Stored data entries
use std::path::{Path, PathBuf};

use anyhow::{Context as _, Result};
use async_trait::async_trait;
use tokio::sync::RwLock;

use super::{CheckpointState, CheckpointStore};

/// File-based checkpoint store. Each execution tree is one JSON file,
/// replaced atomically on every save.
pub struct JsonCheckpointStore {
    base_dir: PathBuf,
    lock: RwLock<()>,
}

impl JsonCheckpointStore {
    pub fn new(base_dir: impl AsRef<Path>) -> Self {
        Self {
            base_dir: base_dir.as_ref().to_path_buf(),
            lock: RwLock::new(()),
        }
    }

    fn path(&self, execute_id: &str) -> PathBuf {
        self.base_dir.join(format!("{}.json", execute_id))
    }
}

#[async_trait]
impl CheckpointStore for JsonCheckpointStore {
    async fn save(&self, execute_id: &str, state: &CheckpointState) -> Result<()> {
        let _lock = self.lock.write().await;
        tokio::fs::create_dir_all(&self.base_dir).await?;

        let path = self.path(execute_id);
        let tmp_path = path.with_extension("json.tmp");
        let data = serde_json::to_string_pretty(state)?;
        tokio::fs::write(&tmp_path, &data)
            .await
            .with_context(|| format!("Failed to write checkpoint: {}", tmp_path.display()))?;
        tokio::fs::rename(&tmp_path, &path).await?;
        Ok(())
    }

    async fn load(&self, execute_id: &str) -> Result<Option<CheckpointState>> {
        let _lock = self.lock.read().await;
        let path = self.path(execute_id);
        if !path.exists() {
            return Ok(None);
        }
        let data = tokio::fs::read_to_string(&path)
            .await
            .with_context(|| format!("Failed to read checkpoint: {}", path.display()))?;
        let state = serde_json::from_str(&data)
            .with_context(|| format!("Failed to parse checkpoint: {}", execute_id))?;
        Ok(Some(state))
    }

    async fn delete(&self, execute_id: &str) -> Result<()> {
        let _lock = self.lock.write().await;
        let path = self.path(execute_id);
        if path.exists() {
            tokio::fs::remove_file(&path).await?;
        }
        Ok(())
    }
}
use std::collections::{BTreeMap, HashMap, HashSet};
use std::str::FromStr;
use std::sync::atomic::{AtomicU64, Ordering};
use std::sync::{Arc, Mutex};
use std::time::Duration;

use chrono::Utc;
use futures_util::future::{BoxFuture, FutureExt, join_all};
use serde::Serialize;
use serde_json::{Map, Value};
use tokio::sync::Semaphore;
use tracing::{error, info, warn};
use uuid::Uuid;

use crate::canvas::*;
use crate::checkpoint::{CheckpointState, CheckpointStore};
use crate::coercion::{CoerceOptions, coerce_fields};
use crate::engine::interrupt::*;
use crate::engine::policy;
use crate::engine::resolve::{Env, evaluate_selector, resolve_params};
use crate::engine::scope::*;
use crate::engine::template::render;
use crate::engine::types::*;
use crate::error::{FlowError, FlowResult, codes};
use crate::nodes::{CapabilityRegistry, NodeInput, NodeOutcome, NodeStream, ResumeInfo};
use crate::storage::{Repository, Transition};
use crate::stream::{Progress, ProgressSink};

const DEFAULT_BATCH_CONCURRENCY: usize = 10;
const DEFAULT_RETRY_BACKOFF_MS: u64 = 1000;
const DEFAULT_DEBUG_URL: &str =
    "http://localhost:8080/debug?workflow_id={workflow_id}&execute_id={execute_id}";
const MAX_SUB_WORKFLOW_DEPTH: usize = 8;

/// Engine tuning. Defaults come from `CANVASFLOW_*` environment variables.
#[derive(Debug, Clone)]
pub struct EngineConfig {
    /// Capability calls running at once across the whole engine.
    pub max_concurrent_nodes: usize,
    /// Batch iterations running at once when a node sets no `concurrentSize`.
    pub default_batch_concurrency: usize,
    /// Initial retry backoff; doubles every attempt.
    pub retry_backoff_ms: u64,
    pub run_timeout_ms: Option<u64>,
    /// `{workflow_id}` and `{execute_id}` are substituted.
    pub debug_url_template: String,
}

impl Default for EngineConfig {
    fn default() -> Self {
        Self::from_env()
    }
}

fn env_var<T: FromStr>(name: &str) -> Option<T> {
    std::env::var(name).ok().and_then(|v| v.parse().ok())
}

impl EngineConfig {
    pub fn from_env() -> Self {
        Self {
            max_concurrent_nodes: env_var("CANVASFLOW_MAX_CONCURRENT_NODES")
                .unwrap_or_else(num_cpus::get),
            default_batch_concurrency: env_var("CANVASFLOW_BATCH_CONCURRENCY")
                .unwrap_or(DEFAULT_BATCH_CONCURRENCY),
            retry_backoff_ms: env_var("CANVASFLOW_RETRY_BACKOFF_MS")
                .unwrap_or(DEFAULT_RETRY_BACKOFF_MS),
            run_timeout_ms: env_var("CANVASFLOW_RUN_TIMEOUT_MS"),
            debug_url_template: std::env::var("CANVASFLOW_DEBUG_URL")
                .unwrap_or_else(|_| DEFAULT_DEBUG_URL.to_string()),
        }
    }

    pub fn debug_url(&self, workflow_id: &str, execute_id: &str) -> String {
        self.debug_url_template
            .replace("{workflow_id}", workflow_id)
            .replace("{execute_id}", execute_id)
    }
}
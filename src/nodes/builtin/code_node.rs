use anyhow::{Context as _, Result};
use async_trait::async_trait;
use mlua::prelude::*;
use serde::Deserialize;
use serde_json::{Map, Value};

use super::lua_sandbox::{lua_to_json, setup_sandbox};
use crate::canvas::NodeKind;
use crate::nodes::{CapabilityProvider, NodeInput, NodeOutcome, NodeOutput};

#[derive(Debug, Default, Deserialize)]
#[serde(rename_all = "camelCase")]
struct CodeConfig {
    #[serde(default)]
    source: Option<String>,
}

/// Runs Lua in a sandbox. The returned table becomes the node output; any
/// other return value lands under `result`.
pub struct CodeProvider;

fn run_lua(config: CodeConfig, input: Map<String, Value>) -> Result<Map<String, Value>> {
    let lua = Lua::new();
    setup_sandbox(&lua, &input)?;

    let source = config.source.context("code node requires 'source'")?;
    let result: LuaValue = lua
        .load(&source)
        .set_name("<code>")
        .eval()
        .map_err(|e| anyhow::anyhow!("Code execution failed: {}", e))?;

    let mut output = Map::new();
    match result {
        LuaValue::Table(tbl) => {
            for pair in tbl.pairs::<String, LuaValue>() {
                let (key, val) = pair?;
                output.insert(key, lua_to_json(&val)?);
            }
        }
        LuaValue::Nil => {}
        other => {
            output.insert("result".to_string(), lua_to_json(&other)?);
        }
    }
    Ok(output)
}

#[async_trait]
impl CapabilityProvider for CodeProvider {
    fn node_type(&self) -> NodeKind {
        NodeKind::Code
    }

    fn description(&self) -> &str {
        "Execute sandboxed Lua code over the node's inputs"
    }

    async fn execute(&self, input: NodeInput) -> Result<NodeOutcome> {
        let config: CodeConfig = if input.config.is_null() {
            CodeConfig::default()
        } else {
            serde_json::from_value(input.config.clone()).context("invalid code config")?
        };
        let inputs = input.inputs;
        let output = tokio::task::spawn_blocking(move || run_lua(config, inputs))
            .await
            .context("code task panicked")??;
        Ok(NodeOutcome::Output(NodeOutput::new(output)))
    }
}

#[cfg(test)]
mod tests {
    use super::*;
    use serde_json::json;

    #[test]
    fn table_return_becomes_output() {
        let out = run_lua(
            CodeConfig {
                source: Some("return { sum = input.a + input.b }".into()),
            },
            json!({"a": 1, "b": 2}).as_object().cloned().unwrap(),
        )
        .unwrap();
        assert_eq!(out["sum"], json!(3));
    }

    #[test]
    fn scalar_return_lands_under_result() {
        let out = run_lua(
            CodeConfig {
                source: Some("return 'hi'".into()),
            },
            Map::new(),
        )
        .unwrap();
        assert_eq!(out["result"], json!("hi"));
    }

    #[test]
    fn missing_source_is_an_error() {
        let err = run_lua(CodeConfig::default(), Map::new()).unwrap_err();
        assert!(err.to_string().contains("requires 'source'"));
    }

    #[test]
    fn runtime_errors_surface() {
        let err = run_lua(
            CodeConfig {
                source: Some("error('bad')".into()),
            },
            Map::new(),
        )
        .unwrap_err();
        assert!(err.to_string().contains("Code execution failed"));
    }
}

TASK DESCRIPTION: Once the lines above that include "save" are counted, report the number and nothing else.

EXPECTED OUTPUT: 2